当社のお客さまでもある株式会社社会システム総合研究所(以下:社会システム総合研究所)が主導している国際交通救急研究会JAGRE(以下:JAGRE)が、当社のIaaS型パブリッククラウド「さくらのクラウド」を活用してこれらの課題解決に取り組んでいます。
本記事では、以前当社からお届けした以下記事の、その後の活動についてガバメント推進室の深井よりご紹介します。
▼ニュースリリース
さくらインターネットと社会システム総合研究所 JAGREを通じて、ラオス救急医療のDX支援を決定(2021年6月)
▼当社オウンドメディア「さくマガ」
「社会システム総合研究所とさくらインターネットが進めるラオス救急医療のDX支援」(2021年8月)
背景と進展
JAGREによりさくらのクラウドを活用して開発された「救急医療サービス(EMS)支援システム(以下:EMS)」は、コロナ禍から普段の生活が戻るに連れて増加した事故データを蓄積し始めました。これらのデータを分析することで事故の傾向が明確になり、より効果的な救急対応や事故そのものを減らしていくアクションを可能にしました。
また、2023年7月には、この取り組みを支えるクラウドサービスの提供に対してラオス保健省とミタパーブ国立病院から感謝状が授与され、当社からは代表して執行役員 髙橋隆行、テクニカルソリューション本部 本部長 松田貴志(当時の所属: CS本部 テクニカルソリューション部 )、ガバメント推進室 深井雄輝(当時の所属: CS本部 営業部 )が表彰を受けました。
本感謝状は、このプロジェクトがヴィエンチャンの救急医療体制向上に大きく貢献していることの証です。
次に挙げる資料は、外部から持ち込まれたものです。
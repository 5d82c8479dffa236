//! Text and logo overlay: pure layout math plus the raster pass that embeds the overlay into the
//! composited buffer.
//!
//! Layout is split from drawing so preview and export share exactly the same positions.

use crate::assets::decode::PreparedImage;
use crate::assets::text::{FontFace, ShapedLine, TextShaper};
use crate::effects::blur::gaussian_blur_premul;
use crate::effects::composite::{
    BlendMode, PremulView, composite_in_place, over_offset_in_place, tint_silhouette_in_place,
};
use crate::foundation::core::{Affine, Canvas, Rect};
use crate::foundation::error::GradiiResult;
use crate::foundation::math::clamp_finite;
use crate::render::surface::{Rasterizer, affine_to_cpu, color_paint, image_paint};
use crate::scene::model::{LogoOverlay, OffsetDef, Overlay, ShadowDef, TextAlign, TextOverlay};

/// Horizontal shear used for faux italic.
pub const ITALIC_SKEW: f64 = -0.2;
/// Underline sits this many pixels below the baseline.
pub const UNDERLINE_OFFSET: f64 = 3.0;

/// Glyph positioned in canvas pixels.
#[derive(Clone, Copy, Debug, PartialEq)]
pub struct PlacedGlyph {
    /// Glyph id inside the font.
    pub id: u32,
    /// Pen x in canvas pixels.
    pub x: f64,
    /// Baseline y in canvas pixels.
    pub y: f64,
}

/// One laid-out line.
#[derive(Clone, Debug, PartialEq)]
pub struct LineLayout {
    /// Left edge of the line.
    pub left: f64,
    /// Measured width including letter spacing.
    pub width: f64,
    /// Baseline y.
    pub baseline: f64,
    /// Glyphs in drawing order.
    pub glyphs: Vec<PlacedGlyph>,
}

/// Result of [`layout_text`].
#[derive(Clone, Debug, PartialEq)]
pub struct TextLayout {
    /// Lines top to bottom.
    pub lines: Vec<LineLayout>,
    /// Underline and strikethrough bars.
    pub decorations: Vec<Rect>,
    /// Horizontal shear around each baseline, `0.0` when upright.
    pub skew_x: f64,
    /// Font size in pixels.
    pub font_size: f64,
}

/// Pen positions for glyphs of the given natural widths with `spacing` pixels between them.
///
/// Returns the starting x of each glyph and the line width `Σ(w + s) - s`; trailing spacing is not
/// counted so the line stays visually centered.
pub fn letter_spaced_advances(widths: &[f64], spacing: f64) -> (Vec<f64>, f64) {
    let mut pen = 0.0;
    let mut xs = Vec::with_capacity(widths.len());
    for &w in widths {
        xs.push(pen);
        pen += w + spacing;
    }
    let total = if widths.is_empty() { 0.0 } else { pen - spacing };
    (xs, total)
}

/// Position shaped lines on the canvas.
///
/// The block is centered on the canvas center shifted by `style.offset`. Baselines follow
/// `H/2 - (n-1)·lh/2 + i·lh` with `lh = font_size · line_height`.
pub fn layout_text(canvas: Canvas, style: &TextOverlay, lines: &[ShapedLine]) -> TextLayout {
    let size = style.font_size.max(0.0);
    let spacing = style.letter_spacing * size;
    let lh = size * style.line_height;
    let center = canvas.center();
    let anchor_x = center.x + style.offset.x;
    let anchor_y = center.y + style.offset.y;
    let n = lines.len() as f64;

    let measured: Vec<(Vec<f64>, f64)> = lines
        .iter()
        .map(|l| letter_spaced_advances(&l.advances(), spacing))
        .collect();
    let block_w = measured.iter().map(|(_, w)| *w).fold(0.0, f64::max);
    let block_left = anchor_x - block_w / 2.0;

    let thickness = (size / 16.0).max(1.0);
    let mut decorations = Vec::new();
    let mut out = Vec::with_capacity(lines.len());
    for (i, (line, (xs, width))) in lines.iter().zip(measured).enumerate() {
        let baseline = anchor_y - (n - 1.0) * lh / 2.0 + i as f64 * lh;
        let left = match style.align {
            TextAlign::Left => block_left,
            TextAlign::Center => anchor_x - width / 2.0,
            TextAlign::Right => block_left + block_w - width,
        };
        let glyphs = line
            .glyphs
            .iter()
            .zip(xs)
            .map(|(g, x)| PlacedGlyph {
                id: g.id,
                x: left + x + f64::from(g.x_offset),
                y: baseline + f64::from(g.y),
            })
            .collect();

        if width > 0.0 {
            let bar = |y: f64| Rect::new(left, y - thickness / 2.0, left + width, y + thickness / 2.0);
            if style.underline {
                decorations.push(bar(baseline + UNDERLINE_OFFSET));
            }
            if style.strikethrough {
                decorations.push(bar(baseline - size / 4.0));
            }
        }
        out.push(LineLayout {
            left,
            width,
            baseline,
            glyphs,
        });
    }

    TextLayout {
        lines: out,
        decorations,
        skew_x: if style.italic { ITALIC_SKEW } else { 0.0 },
        font_size: size,
    }
}

/// Logo destination: the image contain-fit into `scale_pct` percent of each canvas side, centered
/// on the canvas center plus `offset`.
pub fn logo_rect(
    canvas: Canvas,
    image_w: u32,
    image_h: u32,
    scale_pct: f64,
    offset: &OffsetDef,
) -> Rect {
    let pct = clamp_finite(scale_pct, 1.0, 100.0) / 100.0;
    let (iw, ih) = (f64::from(image_w.max(1)), f64::from(image_h.max(1)));
    let bw = f64::from(canvas.width) * pct;
    let bh = f64::from(canvas.height) * pct;
    let s = (bw / iw).min(bh / ih);
    let c = canvas.center();
    let (cx, cy) = (c.x + offset.x, c.y + offset.y);
    let (w, h) = (iw * s, ih * s);
    Rect::new(cx - w / 2.0, cy - h / 2.0, cx + w / 2.0, cy + h / 2.0)
}

/// Resources the overlay may need; missing ones make the overlay a no-op.
#[derive(Clone, Copy, Debug, Default)]
pub struct OverlayAssets<'a> {
    /// Font for the text overlay's family.
    pub font: Option<&'a FontFace>,
    /// Decoded logo image.
    pub logo: Option<&'a PreparedImage>,
}

/// Largest shadow blur radius, in canvas pixels.
pub const MAX_SHADOW_BLUR: f64 = 80.0;

/// Gaussian sigma for a shadow: half the clamped blur radius.
pub(crate) fn shadow_sigma(shadow: &ShadowDef) -> f32 {
    (clamp_finite(shadow.blur, 0.0, MAX_SHADOW_BLUR) / 2.0) as f32
}

/// Draw the overlay into `target` (premultiplied, canvas-sized).
pub(crate) fn draw_overlay(
    target: &mut [u8],
    canvas: Canvas,
    overlay: &Overlay,
    assets: OverlayAssets<'_>,
    raster: &mut Rasterizer,
    shaper: &mut TextShaper,
    parallel: bool,
) -> GradiiResult<()> {
    match overlay {
        Overlay::None => Ok(()),
        Overlay::Text(style) => {
            if style.text.trim().is_empty() {
                return Ok(());
            }
            let Some(font) = assets.font else {
                tracing::warn!(family = %style.font_family, "no font loaded, skipping text overlay");
                return Ok(());
            };
            let layer = rasterize_text(canvas, style, font, raster, shaper)?;
            let opacity = percent(style.opacity);
            composite_with_shadow(target, layer, canvas, &style.shadow, opacity, parallel)
        }
        Overlay::Logo(logo) => {
            let Some(img) = assets.logo else {
                tracing::debug!("logo not loaded yet, skipping logo overlay");
                return Ok(());
            };
            let layer = rasterize_logo(canvas, logo, img, raster)?;
            let opacity = percent(logo.opacity);
            composite_with_shadow(target, layer, canvas, &logo.shadow, opacity, parallel)
        }
    }
}

fn percent(v: f64) -> f32 {
    (clamp_finite(v, 0.0, 100.0) / 100.0) as f32
}

fn rasterize_text(
    canvas: Canvas,
    style: &TextOverlay,
    font: &FontFace,
    raster: &mut Rasterizer,
    shaper: &mut TextShaper,
) -> GradiiResult<Vec<u8>> {
    let size = style.font_size as f32;
    let weight = f32::from(style.font_weight);
    let shaped = style
        .text
        .split('\n')
        .map(|line| {
            if line.is_empty() {
                Ok(ShapedLine::default())
            } else {
                shaper.shape_line(font, line, size, weight)
            }
        })
        .collect::<GradiiResult<Vec<_>>>()?;
    let layout = layout_text(canvas, style, &shaped);
    let cpu_font = font.to_cpu_font();
    let paint = color_paint(style.color);

    raster.rasterize(canvas, |ctx| {
        for line in &layout.lines {
            let shear = Affine::translate((0.0, line.baseline))
                * Affine::skew(layout.skew_x, 0.0)
                * Affine::translate((0.0, -line.baseline));
            ctx.set_transform(affine_to_cpu(shear));
            ctx.set_paint(paint);
            let glyphs = line.glyphs.iter().map(|g| vello_cpu::Glyph {
                id: g.id,
                x: g.x as f32,
                y: g.y as f32,
            });
            ctx.glyph_run(&cpu_font)
                .font_size(layout.font_size as f32)
                .fill_glyphs(glyphs);
        }
        ctx.set_transform(vello_cpu::kurbo::Affine::IDENTITY);
        ctx.set_paint(paint);
        for r in &layout.decorations {
            ctx.fill_rect(&vello_cpu::kurbo::Rect::new(r.x0, r.y0, r.x1, r.y1));
        }
        Ok(())
    })
}

fn rasterize_logo(
    canvas: Canvas,
    logo: &LogoOverlay,
    img: &PreparedImage,
    raster: &mut Rasterizer,
) -> GradiiResult<Vec<u8>> {
    let dest = logo_rect(canvas, img.width, img.height, logo.scale_pct, &logo.offset);
    let s = dest.width() / f64::from(img.width.max(1));
    let tr = Affine::translate((dest.x0, dest.y0)) * Affine::scale(s);
    let paint = image_paint(img)?;
    raster.rasterize(canvas, |ctx| {
        ctx.set_transform(affine_to_cpu(tr));
        ctx.set_paint(paint);
        ctx.fill_rect(&vello_cpu::kurbo::Rect::new(
            0.0,
            0.0,
            f64::from(img.width),
            f64::from(img.height),
        ));
        Ok(())
    })
}

/// Shadow pass (tinted silhouette, Gaussian blur with `σ = blur/2`, offset) followed by the solid
/// layer, both at `opacity`.
fn composite_with_shadow(
    target: &mut [u8],
    layer: Vec<u8>,
    canvas: Canvas,
    shadow: &ShadowDef,
    opacity: f32,
    parallel: bool,
) -> GradiiResult<()> {
    if opacity <= 0.0 {
        return Ok(());
    }
    if shadow.enabled {
        let mut silhouette = layer.clone();
        tint_silhouette_in_place(&mut silhouette, shadow.color.to_rgba8_premul().to_array());
        let sigma = shadow_sigma(shadow);
        gaussian_blur_premul(&mut silhouette, canvas.width, canvas.height, sigma, parallel)?;

        let mut shifted = vec![0u8; canvas.byte_len()];
        over_offset_in_place(
            &mut shifted,
            canvas.width,
            canvas.height,
            PremulView {
                bytes: &silhouette,
                width: canvas.width,
                height: canvas.height,
            },
            finite_round(shadow.offset_x),
            finite_round(shadow.offset_y),
        )?;
        composite_in_place(target, &shifted, opacity, BlendMode::Normal)?;
    }
    composite_in_place(target, &layer, opacity, BlendMode::Normal)
}

fn finite_round(v: f64) -> i64 {
    if v.is_finite() {
        v.round().clamp(-1e6, 1e6) as i64
    } else {
        0
    }
}

#[cfg(test)]
#[path = "../../tests/unit/render/overlay.rs"]
mod tests;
この授与式は、プロジェクトが地域社会に与えている影響を象徴する出来事となりました。
システムの導入とさくらのクラウドの役割
EMSは、救急車の到着時間と正確な位置情報をリアルタイムで記録し、最適なレスキューチームの派遣を可能にするシステムです。また、事故現場の写真や患者の生体情報を即座に収集し、効率的な医療対応を支援しています。
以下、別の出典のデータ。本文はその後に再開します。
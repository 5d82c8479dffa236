#[derive(Clone, Copy, Debug)]
pub(crate) struct Fnv1a64(u64);

impl Fnv1a64 {
    pub(crate) const OFFSET_BASIS: u64 = 0xcbf2_9ce4_8422_2325;
    const PRIME: u64 = 0x0000_0100_0000_01B3;

    pub(crate) fn new(seed: u64) -> Self {
        Self(seed)
    }

    pub(crate) fn new_default() -> Self {
        Self(Self::OFFSET_BASIS)
    }

    pub(crate) fn write_bytes(&mut self, bytes: &[u8]) {
        let mut h = self.0;
        for &b in bytes {
            h ^= u64::from(b);
            h = h.wrapping_mul(Self::PRIME);
        }
        self.0 = h;
    }

    pub(crate) fn finish(self) -> u64 {
        self.0
    }
}

/// Derive an independent per-stage seed from the wallpaper seed.
///
/// Shapes, grain and palette shuffles each get their own stream.
pub(crate) fn derive_seed(seed: u64, stage: &[u8]) -> u64 {
    let mut h = Fnv1a64::new(seed ^ Fnv1a64::OFFSET_BASIS);
    h.write_bytes(stage);
    h.finish()
}

pub(crate) fn mul_div255_u16(x: u16, y: u16) -> u16 {
    (((u32::from(x) * u32::from(y)) + 127) / 255) as u16
}

pub(crate) fn mul_div255_u8(x: u16, y: u16) -> u8 {
    mul_div255_u16(x, y) as u8
}

/// Clamp a slider value into `[lo, hi]`, mapping NaN to `lo`.
pub(crate) fn clamp_finite(v: f64, lo: f64, hi: f64) -> f64 {
    if v.is_nan() { lo } else { v.clamp(lo, hi) }
}

#[cfg(test)]
#[path = "../../tests/unit/foundation/math.rs"]
mod tests;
EMSは、さくらのクラウド上で構築されています。さくらのクラウドはISMAP準拠の国産クラウドサービスであり、2023年にはデジタル庁が公募した「ガバメントクラウド整備のためのクラウドサービス」として条件付きで認定されました。日本にサーバーを置きながらも、遠く離れたヴィエンチャンで安定したパフォーマンスを発揮しており、喫緊の対応が必要な状況下でも信頼性の高いデータ処理を提供しています。
実施成果
EMSの導入により、ヴィエンチャン全域で救急レスポンスの質と速度が大幅に向上しました。特に、事故現場への到着時間の短縮は、多くの患者の命を救う結果となっています。
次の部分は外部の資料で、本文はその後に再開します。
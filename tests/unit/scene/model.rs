use super::*;
use serde_json::json;

#[test]
fn empty_object_takes_product_defaults() {
    let def: WallpaperDef = serde_json::from_value(json!({})).unwrap();
    assert_eq!(def, WallpaperDef::default());
    assert_eq!(def.canvas.width, 1920);
    assert_eq!(def.background.color.to_hex(), "#0d1319");
    assert_eq!(def.filters.blur, 500.0);
    assert_eq!(def.effects.grain, 25.0);
    assert_eq!(def.effects.vignette, 0.0);
    assert_eq!(def.shapes.len(), 9);
    let Overlay::Text(t) = &def.overlay else {
        panic!("default overlay should be text");
    };
    assert_eq!(t.text, "Gradii.");
    assert_eq!(t.font_size, 36.0);
    assert_eq!(t.font_weight, 600);
    assert_eq!(t.letter_spacing, -0.02);
    assert_eq!(t.color.to_hex(), "#f1f1f1");
    assert_eq!(t.shadow.color.to_hex(), "#f5f5f5");
    assert_eq!(t.shadow.blur, 24.0);
}

#[test]
fn overlay_is_tagged() {
    let def: WallpaperDef = serde_json::from_value(json!({
        "overlay": {"kind": "logo", "image": "logo.png", "scale_pct": 20.0}
    }))
    .unwrap();
    match def.overlay {
        Overlay::Logo(l) => {
            assert_eq!(l.image, "logo.png");
            assert_eq!(l.scale_pct, 20.0);
            assert_eq!(l.opacity, 100.0);
        }
        other => panic!("unexpected overlay {other:?}"),
    }

    let def: WallpaperDef = serde_json::from_value(json!({"overlay": {"kind": "none"}})).unwrap();
    assert_eq!(def.overlay, Overlay::None);

    let text = serde_json::to_value(Overlay::Text(TextOverlay::default())).unwrap();
    assert_eq!(text["kind"], "text");
    assert_eq!(text["align"], "center");
}

#[test]
fn partial_sections_keep_remaining_defaults() {
    let def: WallpaperDef = serde_json::from_value(json!({
        "canvas": {"width": 800, "height": 600},
        "filters": {"blur": 0},
        "shapes": [{"x": 10, "y": 20, "color": "#ff0000"}],
        "seed": 7
    }))
    .unwrap();
    assert_eq!(def.canvas.height, 600);
    assert_eq!(def.filters.blur, 0.0);
    assert_eq!(def.filters.contrast, 100.0);
    assert_eq!(def.shapes.len(), 1);
    assert_eq!(def.shapes[0].color.to_hex(), "#ff0000");
    assert_eq!(def.seed, Some(7));
}

#[test]
fn serialization_roundtrips_defaults() {
    let def = WallpaperDef::default();
    let s = serde_json::to_string(&def).unwrap();
    let back: WallpaperDef = serde_json::from_str(&s).unwrap();
    assert_eq!(def, back);
}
今後はこのデータを保健省や公共事業運輸省、現地警察などにも共有し政策にも反映してもらえるよう働きかけを行ったり、飲酒運転による事故を減らすための交通安全教室を開いたりと、官民両軸での安全意識の改革が急務だと考えられています。
まとめ
本件では、JAGREを主導する社会システム総合研究所の想いと技術力、さくらのクラウドが結びつき、ヴィエンチャンにおける医療体制の改善に大きな一歩を踏み出しています。
当社は引き続き「『やりたいこと』を『できる』に変える」のビジョンのもと、パブリッククラウドを通じて社会問題の解決に貢献してまいります。